MongoDB integration summary

Stitch’s MongoDB integration replicates data using the PyMongo 3.8.0 driver.

MongoDB feature snapshot

A high-level look at Stitch's MongoDB (v2) integration, including release status, useful links, and the features supported in Stitch.

STITCH
Release status

Deprecated on July 27, 2023

Supported by

Stitch

Stitch plan

Standard

Supported versions

2.6 through 5.0

API availability

Not available

Singer GitHub repository

singer-io/tap-mongodb

CONNECTION METHODS
SSH connections

Supported

SSL connections

Supported

REPLICATION SETTINGS
Anchor Scheduling

Supported

Advanced Scheduling

Supported

Table-level reset

Supported

Configurable Replication Methods

Supported

REPLICATION METHODS
Log-based Replication

Supported

Key-based Replication

Supported

Full Table Replication

Supported

DATA SELECTION
Table selection

Supported

Column selection

Supported

View replication

Unsupported

Select all

Supported, with prerequisites

TRANSPARENCY
Extraction Logs

Supported

Loading Reports

Supported

Connecting MongoDB

MongoDB setup requirements

To set up MongoDB in Stitch, you need:

  • Privileges in MongoDB that allow you to create/manage users. This is required to create the Stitch database user.

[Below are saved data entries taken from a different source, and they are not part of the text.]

//! Boundary Matrix Reduction
//!
//! Standard persistence algorithm (Edelsbrunner, Letscher, Zomorodian 2002):
//! process columns left to right and, while an earlier column has the same
//! low, add it into the current one. Afterwards every non-zero column has a
//! distinct low, which is what pairs births with deaths.
//!
//! A column only ever absorbs earlier columns, and for a strictly upper
//! triangular input every addition lowers `low(j)`, so the loop terminates.

use std::collections::{HashMap, HashSet};

use log::debug;
use ndarray::Array2;

use super::boundary::{BoundaryMatrix, SparseColumn};

/// Boundary matrix after reduction, with its pivot table.
#[derive(Debug, Clone, PartialEq, Eq)]
pub struct ReducedMatrix {
    matrix: BoundaryMatrix,
    /// low row -> column owning that low
    low_to_col: HashMap<usize, usize>,
}

impl ReducedMatrix {
    pub fn len(&self) -> usize {
        self.matrix.len()
    }

    pub fn is_empty(&self) -> bool {
        self.matrix.is_empty()
    }

    pub fn column(&self, j: usize) -> &SparseColumn {
        self.matrix.column(j)
    }

    pub fn low(&self, j: usize) -> Option<usize> {
        self.matrix.low(j)
    }

    pub fn is_zero_column(&self, j: usize) -> bool {
        self.matrix.column(j).is_zero()
    }

    /// Column whose low is `row`, if any.
    pub fn pivot_column(&self, row: usize) -> Option<usize> {
        self.low_to_col.get(&row).copied()
    }

    /// Number of non-zero (pivot) columns
    pub fn n_pivots(&self) -> usize {
        self.low_to_col.len()
    }

    /// Check the reduction invariant from the columns themselves.
    pub fn has_unique_lows(&self) -> bool {
        let mut seen = HashSet::new();
        self.matrix
            .columns()
            .iter()
            .filter_map(SparseColumn::low)
            .all(|low| seen.insert(low))
    }

    pub fn matrix(&self) -> &BoundaryMatrix {
        &self.matrix
    }

    pub fn into_matrix(self) -> BoundaryMatrix {
        self.matrix
    }

    pub fn to_dense(&self) -> Array2<u8> {
        self.matrix.to_dense()
    }
}

/// Reduce a boundary matrix.
///
/// # Panics
/// If the matrix is not strictly upper triangular. Such a matrix cannot
/// come out of a filtration and indicates a broken caller.
pub fn reduce(mut matrix: BoundaryMatrix) -> ReducedMatrix {
    let low_to_col = reduce_in_place(&mut matrix);
    ReducedMatrix { matrix, low_to_col }
}

/// Reduce `matrix` in place and return its pivot table (low row -> column).
///
/// # Panics
/// If the matrix is not strictly upper triangular.
pub fn reduce_in_place(matrix: &mut BoundaryMatrix) -> HashMap<usize, usize> {
    assert!(
        matrix.is_strictly_upper_triangular(),
        "boundary matrix must be strictly upper triangular in filtration order"
    );

    let columns = matrix.columns_mut();
    let mut low_to_col: HashMap<usize, usize> = HashMap::with_capacity(columns.len() / 2);
    let mut additions = 0usize;

    for j in 0..columns.len() {
        // Reduce column using previously reduced columns
        while let Some(low_idx) = columns[j].low() {
            match low_to_col.get(&low_idx) {
                Some(&pivot_col) => {
                    let (earlier, rest) = columns.split_at_mut(j);
                    rest[0].add_assign(&earlier[pivot_col]);
                    additions += 1;
                }
                None => {
                    low_to_col.insert(low_idx, j);
                    break;
                }
            }
        }
    }

    debug!(
        "Reduced {} columns: {} pivots, {} column additions",
        columns.len(),
        low_to_col.len(),
        additions
    );

    low_to_col
}

#[cfg(test)]
mod tests {
    use super::*;
    use crate::metric::DistanceMatrix;
    use crate::test_support::{init, textbook_boundary};
    use crate::topology::{assemble, FiltrationBuilder};
    use ndarray::{array, Array2};
    use rand::rngs::StdRng;
    use rand::{Rng, SeedableRng};

    #[test]
    fn test_textbook_reduction() {
        init();
        let reduced = reduce(textbook_boundary());

        let expected = array![
            [0u8, 0, 0, 0, 0, 0, 1, 0, 0, 0, 0],
            [0, 0, 0, 0, 1, 1, 1, 0, 0, 0, 0],
            [0, 0, 0, 0, 1, 0, 0, 0, 0, 0, 0],
            [0, 0, 0, 0, 0, 1, 0, 0, 0, 0, 0],
            [0, 0, 0, 0, 0, 0, 0, 0, 0, 0, 1],
            [0, 0, 0, 0, 0, 0, 0, 0, 0, 0, 1],
            [0, 0, 0, 0, 0, 0, 0, 0, 0, 1, 1],
            [0, 0, 0, 0, 0, 0, 0, 0, 0, 1, 1],
            [0, 0, 0, 0, 0, 0, 0, 0, 0, 1, 0],
            [0, 0, 0, 0, 0, 0, 0, 0, 0, 0, 0],
            [0, 0, 0, 0, 0, 0, 0, 0, 0, 0, 0]
        ];
        assert_eq!(reduced.to_dense(), expected);

        let lows: Vec<Option<usize>> = (0..11).map(|j| reduced.low(j)).collect();
        assert_eq!(
            lows,
            vec![None, None, None, None, Some(2), Some(3), Some(1), None, None, Some(8), Some(7)]
        );
        assert_eq!(reduced.pivot_column(8), Some(9));
        assert_eq!(reduced.pivot_column(0), None);
        assert_eq!(reduced.n_pivots(), 5);
        assert!(reduced.has_unique_lows());
    }

    #[test]
    fn test_reduction_is_idempotent() {
        let once = reduce(textbook_boundary());
        let twice = reduce(once.clone().into_matrix());
        assert_eq!(once, twice);
    }

    #[test]
    fn test_zero_and_empty_matrices() {
        let reduced = reduce(BoundaryMatrix::zeros(4));
        assert_eq!(reduced.n_pivots(), 0);
        assert!((0..4).all(|j| reduced.is_zero_column(j)));

        let empty = reduce(BoundaryMatrix::zeros(0));
        assert!(empty.is_empty());
        assert!(empty.has_unique_lows());
    }

    #[test]
    #[should_panic(expected = "strictly upper triangular")]
    fn test_rejects_lower_triangular_input() {
        let matrix = BoundaryMatrix::from_columns(vec![vec![1], vec![]]).unwrap();
        reduce(matrix);
    }

    #[test]
    fn test_random_complexes_reduce_with_unique_lows() {
        init();
        let mut rng = StdRng::seed_from_u64(11);

        for _ in 0..4 {
            let points = Array2::from_shape_fn((14, 3), |_| rng.gen_range(-1.0..1.0));
            let dm = DistanceMatrix::euclidean(&points).unwrap();
            let complex = FiltrationBuilder::new(3).build(&dm).unwrap();
            let (boundary, _) = assemble(&complex).unwrap();

            let reduced = reduce(boundary.clone());
            assert!(reduced.has_unique_lows());

            // Columns only absorb earlier columns: lows never move down and
            // the result stays strictly upper triangular
            assert!(reduced.matrix().is_strictly_upper_triangular());
            for j in 0..boundary.len() {
                match (boundary.low(j), reduced.low(j)) {
                    (None, after) => assert_eq!(after, None),
                    (Some(before), Some(after)) => assert!(after <= before),
                    (Some(_), None) => {}
                }
            }

            let twice = reduce(reduced.clone().into_matrix());
            assert_eq!(twice, reduced);
        }
    }
}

  • If using Log-based Incremental Replication, the userAdmin or userAdminAnyDatabase role. This is required to configure the database server for OpLog.

  • A MongoDB server that uses Auth mode. Auth mode requires every user who connects to Mongo to have a username and password. These credentials must be validated before the user will be granted access to the database.

  • A MongoDB database using a version between 2.6 and 5.0. While older versions may be connected to Stitch, we may not be able to provide support for issues that arise due to unsupported versions.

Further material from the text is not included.